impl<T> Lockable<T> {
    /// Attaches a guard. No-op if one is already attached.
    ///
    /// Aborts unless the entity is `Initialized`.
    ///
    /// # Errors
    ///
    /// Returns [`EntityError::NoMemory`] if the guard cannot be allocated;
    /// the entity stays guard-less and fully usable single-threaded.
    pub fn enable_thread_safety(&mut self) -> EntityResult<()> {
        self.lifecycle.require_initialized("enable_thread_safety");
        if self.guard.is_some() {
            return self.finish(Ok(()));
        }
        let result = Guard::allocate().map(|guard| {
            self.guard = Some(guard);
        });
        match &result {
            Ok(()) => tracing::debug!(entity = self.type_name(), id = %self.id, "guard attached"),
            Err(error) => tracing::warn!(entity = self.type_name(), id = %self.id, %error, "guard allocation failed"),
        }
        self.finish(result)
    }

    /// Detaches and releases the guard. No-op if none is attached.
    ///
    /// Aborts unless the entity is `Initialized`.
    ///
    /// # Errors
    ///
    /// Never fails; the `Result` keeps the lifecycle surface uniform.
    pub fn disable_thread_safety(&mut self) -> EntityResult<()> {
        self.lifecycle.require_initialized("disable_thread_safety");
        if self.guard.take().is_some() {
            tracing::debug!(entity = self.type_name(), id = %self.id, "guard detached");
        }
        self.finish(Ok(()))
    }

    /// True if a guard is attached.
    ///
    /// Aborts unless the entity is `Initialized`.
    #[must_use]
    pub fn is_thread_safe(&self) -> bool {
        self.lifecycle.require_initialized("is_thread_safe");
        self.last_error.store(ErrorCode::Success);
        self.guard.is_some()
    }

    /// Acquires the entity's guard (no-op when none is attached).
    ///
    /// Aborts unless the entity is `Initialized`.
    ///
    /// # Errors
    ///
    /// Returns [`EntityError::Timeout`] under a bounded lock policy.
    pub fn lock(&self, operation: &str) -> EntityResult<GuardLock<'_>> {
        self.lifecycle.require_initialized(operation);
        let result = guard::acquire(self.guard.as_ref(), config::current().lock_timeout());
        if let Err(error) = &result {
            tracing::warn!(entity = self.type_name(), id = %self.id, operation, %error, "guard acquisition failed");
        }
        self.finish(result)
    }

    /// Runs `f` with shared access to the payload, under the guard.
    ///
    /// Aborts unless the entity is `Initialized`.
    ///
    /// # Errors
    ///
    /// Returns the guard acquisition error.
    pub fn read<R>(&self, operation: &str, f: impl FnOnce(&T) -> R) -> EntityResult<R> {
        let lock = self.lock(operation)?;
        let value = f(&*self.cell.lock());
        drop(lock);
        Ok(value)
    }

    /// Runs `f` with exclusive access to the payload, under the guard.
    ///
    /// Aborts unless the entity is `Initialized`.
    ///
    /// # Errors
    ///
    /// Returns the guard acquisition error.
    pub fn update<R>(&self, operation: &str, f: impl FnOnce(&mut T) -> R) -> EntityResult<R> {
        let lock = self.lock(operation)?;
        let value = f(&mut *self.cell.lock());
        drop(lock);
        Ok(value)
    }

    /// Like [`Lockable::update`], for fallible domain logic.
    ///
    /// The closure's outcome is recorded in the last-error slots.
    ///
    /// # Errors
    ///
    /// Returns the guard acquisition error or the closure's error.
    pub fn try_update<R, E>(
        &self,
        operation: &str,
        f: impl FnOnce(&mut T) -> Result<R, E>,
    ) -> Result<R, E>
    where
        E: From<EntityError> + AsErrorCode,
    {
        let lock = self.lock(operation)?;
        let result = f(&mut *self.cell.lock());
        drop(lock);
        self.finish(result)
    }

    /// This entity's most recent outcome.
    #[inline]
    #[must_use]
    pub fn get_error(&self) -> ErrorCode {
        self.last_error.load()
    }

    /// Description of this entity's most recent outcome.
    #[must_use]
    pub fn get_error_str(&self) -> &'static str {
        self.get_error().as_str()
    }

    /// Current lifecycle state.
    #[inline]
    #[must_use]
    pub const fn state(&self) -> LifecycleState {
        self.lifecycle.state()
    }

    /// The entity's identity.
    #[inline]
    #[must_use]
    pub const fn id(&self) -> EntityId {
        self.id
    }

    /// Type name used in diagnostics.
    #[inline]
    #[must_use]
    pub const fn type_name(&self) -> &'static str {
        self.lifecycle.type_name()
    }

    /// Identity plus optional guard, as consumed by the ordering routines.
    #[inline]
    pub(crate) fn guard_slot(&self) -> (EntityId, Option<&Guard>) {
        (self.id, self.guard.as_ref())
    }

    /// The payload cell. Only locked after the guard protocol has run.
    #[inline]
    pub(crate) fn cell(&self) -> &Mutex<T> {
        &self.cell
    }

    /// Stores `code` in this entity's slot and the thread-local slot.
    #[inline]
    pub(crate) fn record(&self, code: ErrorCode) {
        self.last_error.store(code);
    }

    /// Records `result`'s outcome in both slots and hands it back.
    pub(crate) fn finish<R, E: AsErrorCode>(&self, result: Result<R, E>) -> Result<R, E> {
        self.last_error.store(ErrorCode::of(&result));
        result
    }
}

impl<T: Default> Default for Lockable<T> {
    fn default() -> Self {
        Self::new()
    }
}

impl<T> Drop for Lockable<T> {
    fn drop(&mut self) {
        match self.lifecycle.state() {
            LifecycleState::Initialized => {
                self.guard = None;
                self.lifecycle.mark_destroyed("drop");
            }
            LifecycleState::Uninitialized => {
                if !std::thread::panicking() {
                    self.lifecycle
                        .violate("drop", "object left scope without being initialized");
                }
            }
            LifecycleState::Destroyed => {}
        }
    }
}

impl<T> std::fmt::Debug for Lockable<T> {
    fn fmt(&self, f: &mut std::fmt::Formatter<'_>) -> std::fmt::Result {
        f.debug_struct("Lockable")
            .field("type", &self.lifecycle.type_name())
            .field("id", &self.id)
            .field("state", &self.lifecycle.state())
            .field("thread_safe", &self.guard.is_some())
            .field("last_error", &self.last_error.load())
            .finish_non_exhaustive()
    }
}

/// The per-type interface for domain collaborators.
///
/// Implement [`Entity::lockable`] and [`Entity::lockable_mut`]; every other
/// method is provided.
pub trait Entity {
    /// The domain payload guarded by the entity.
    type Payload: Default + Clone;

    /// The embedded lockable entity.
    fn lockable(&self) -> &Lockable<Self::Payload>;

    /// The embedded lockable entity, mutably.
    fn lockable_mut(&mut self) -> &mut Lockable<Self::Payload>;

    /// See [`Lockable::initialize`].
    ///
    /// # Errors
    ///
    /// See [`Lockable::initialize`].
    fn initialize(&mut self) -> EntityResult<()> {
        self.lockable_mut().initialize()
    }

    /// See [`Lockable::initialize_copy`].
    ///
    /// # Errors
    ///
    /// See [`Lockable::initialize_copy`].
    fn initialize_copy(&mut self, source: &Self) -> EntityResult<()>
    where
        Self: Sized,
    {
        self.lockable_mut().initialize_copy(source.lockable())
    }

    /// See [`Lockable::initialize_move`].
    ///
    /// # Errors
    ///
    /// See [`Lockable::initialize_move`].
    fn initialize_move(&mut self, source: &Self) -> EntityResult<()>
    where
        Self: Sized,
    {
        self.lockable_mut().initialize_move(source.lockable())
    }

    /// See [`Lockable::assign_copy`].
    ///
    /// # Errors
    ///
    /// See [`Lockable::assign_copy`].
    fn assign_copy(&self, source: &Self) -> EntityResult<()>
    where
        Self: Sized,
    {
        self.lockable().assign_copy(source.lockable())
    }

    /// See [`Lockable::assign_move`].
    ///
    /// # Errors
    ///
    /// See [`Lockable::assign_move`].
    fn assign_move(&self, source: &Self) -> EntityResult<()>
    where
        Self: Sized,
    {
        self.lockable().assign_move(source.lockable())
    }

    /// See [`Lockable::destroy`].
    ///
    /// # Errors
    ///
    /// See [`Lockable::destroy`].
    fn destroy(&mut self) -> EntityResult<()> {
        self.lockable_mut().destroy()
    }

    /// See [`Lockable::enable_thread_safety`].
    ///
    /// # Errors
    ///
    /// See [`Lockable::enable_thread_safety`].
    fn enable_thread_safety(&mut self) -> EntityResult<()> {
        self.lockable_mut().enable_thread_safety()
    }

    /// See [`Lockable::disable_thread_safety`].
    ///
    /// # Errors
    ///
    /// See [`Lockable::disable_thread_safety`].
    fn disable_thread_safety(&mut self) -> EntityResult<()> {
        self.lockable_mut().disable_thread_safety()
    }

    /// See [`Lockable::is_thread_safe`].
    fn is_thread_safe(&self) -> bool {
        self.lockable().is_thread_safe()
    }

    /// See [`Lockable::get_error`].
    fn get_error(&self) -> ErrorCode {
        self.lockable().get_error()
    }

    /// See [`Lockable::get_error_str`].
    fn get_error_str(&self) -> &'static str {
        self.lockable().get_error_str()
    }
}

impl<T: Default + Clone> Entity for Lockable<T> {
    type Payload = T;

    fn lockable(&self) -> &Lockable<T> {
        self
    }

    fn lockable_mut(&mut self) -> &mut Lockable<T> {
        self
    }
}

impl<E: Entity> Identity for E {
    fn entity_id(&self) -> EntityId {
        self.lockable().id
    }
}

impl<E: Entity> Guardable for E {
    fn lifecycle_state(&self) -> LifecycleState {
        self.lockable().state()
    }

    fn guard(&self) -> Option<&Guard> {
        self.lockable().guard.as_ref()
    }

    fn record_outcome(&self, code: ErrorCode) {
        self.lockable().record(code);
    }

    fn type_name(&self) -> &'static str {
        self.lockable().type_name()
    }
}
════════
### Brief
Taking the entries above, write out exactly the lines starting with the line containing "pub(crate) fn record(&self, code: ErrorCode)" and going on through the line containing "self.last_error.store(ErrorCode::of(&result));", both included, and nothing else.

### Solution for this problem
    pub(crate) fn record(&self, code: ErrorCode) {
        self.last_error.store(code);
    }

    /// Records `result`'s outcome in both slots and hands it back.
    pub(crate) fn finish<R, E: AsErrorCode>(&self, result: Result<R, E>) -> Result<R, E> {
        self.last_error.store(ErrorCode::of(&result));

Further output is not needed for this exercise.